|
| Very Annie-Mary |
|
         (6/10)
|
Runtime: 104 |
| Public Rating: 8.00 (6 votes) |
Director: Sara Sugarman |
MPAA Rating:  |
| Genre: comedy |
Year: 2001 |
| Writer(s): Sara Sugarman |
| Distributor: Empire Pictures (US), FilmFour (UK), Becker Entertainment (Aus) |
| Reviewed by: Avril Carruthers |
| |
Produced by Graham Broadbent and Damian Jones
Starring Rachel Griffiths, Jonathan Pryce, Josh Richards, Joanna Page, Rhys Miles Thomas, Ruth Madoc, Liyr Evans, Ioan Grufford, Matthew Rhys, Donna Edwards, Rhian Grundy, Wendy Phillips, Anna Mountford, Gwenllian Davies
This quirky and charming comedy set in the village of Ogw in rural Wales has many things going for it. The first is Rachel Griffiths expanding her extensive repertoire by playing the eponymous heroine, who is around thirty but acts like a teenager.
She’s an awkward, clumsy and submissive daughter of Welsh baker, Jack Pugh (Jonathan Pryce). He’s a self-important, petty tyrant who happens to possess the finest tenor singing voice in all Wales; is called “The Voice of the Valley” and looks like a skinny version of Pavarotti. (In fact he drives his baker’s van all over the countryside wearing a Pavarotti mask, white tie and tails and singing his heart out through loud speakers fixed to his van.) Annie-Mary also possesses a fine singing voice but has buried it under layers of cloaks of docile servitude to her domineering father, ever since she had to give up a singing scholarship to Milan when her mother fell ill fifteen years before. Her mother died and so, it seemed, did Annie-Mary’s chance to live a life of her own.

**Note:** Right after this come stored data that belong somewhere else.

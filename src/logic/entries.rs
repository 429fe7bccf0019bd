use std::sync::Arc;

use crate::error::{EngineError, EntityKind, Result};
use crate::logic::validate::{self, Payload};
use crate::model::{
    project_all, ActorId, Entry, EntrySearchCriteria, Id, Model, Pagination, Projection,
    UpdateOutcome,
};
use crate::store::Store;

/// Operations on entries. Data is type-checked against the owning model's
/// current schema at write time.
pub struct EntryService<S> {
    store: Arc<S>,
}

impl<S> Clone for EntryService<S> {
    fn clone(&self) -> Self {
        Self {
            store: Arc::clone(&self.store),
        }
    }
}

impl<S: Store> EntryService<S> {
    pub fn new(store: Arc<S>) -> Self {
        Self { store }
    }

    pub async fn count(&self, criteria: &EntrySearchCriteria) -> Result<u64> {
        self.store.count_entries(criteria).await
    }

    pub async fn paginate(
        &self,
        page: u32,
        limit: u32,
        criteria: &EntrySearchCriteria,
    ) -> Result<Vec<Projection<Entry>>> {
        let entries = self
            .store
            .list_entries(Pagination::new(page, limit), criteria)
            .await?;
        Ok(project_all(entries, criteria.selected_fields()))
    }

    pub async fn find(&self, id: Id) -> Result<Entry> {
        self.store
            .get_entry(id, false)
            .await?
            .ok_or_else(|| EngineError::not_found(EntityKind::Entry, id))
    }

    pub async fn create(&self, payload: &Payload, actor: ActorId) -> Result<Id> {
        let entry = validate::new_entry(payload)?;
        let model = self.live_model(entry.model_id).await?;
        validate::check_entry_data(&entry.data, &model.fields, true)?;

        let model_id = entry.model_id;
        let id = self.store.insert_entry(entry, actor).await?;
        log::info!("Entry {} created in model {} by user {}", id, model_id, actor);
        Ok(id)
    }

    pub async fn update(&self, id: Id, payload: &Payload, actor: ActorId) -> Result<UpdateOutcome> {
        let changes = validate::entry_changes(payload)?;
        let current = self.find(id).await?;

        if changes.is_empty() {
            log::debug!("Update of entry {} carried no changes", id);
            return Ok(UpdateOutcome::NoChanges);
        }

        if changes.model_id.is_some() || changes.data.is_some() {
            let model = self
                .live_model(changes.model_id.unwrap_or(current.model_id))
                .await?;
            let data = changes.data.as_ref().unwrap_or(&current.data);
            validate::check_entry_data(data, &model.fields, false)?;
        }

        if !self.store.update_entry(id, changes, actor).await? {
            return Err(EngineError::not_found(EntityKind::Entry, id));
        }
        log::info!("Entry {} updated by user {}", id, actor);
        Ok(UpdateOutcome::Updated)
    }

    pub async fn delete_entries(&self, ids: &[Id], actor: ActorId) -> Result<u64> {
        if ids.is_empty() {
            return Ok(0);
        }
        let deleted = self.store.soft_delete_entries(ids, actor).await?;
        log::info!("User {} soft-deleted {} of {} entries", actor, deleted, ids.len());
        Ok(deleted)
    }

    pub async fn purge_entries(&self, ids: &[Id]) -> Result<u64> {
        if ids.is_empty() {
            return Ok(0);
        }
        let purged = self.store.purge_entries(ids).await?;
        log::info!("Purged {} of {} entries", purged, ids.len());
        Ok(purged)
    }

    async fn live_model(&self, model_id: Id) -> Result<Model> {
        self.store
            .get_model(model_id, false)
            .await?
            .ok_or_else(|| EngineError::validation("model_id", "model does not exist"))
    }
}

Her insufferable father thinks a cabbage for her birthday should fill her with joy and forbids her to practise piano unless he is there. Naturally she does what any spirited, submissive person in her position would do. She ashes her clandestine cigarette in his food, and when a dishcloth catches fire and the remnants end up in the stew as well, it seems best to leave it there.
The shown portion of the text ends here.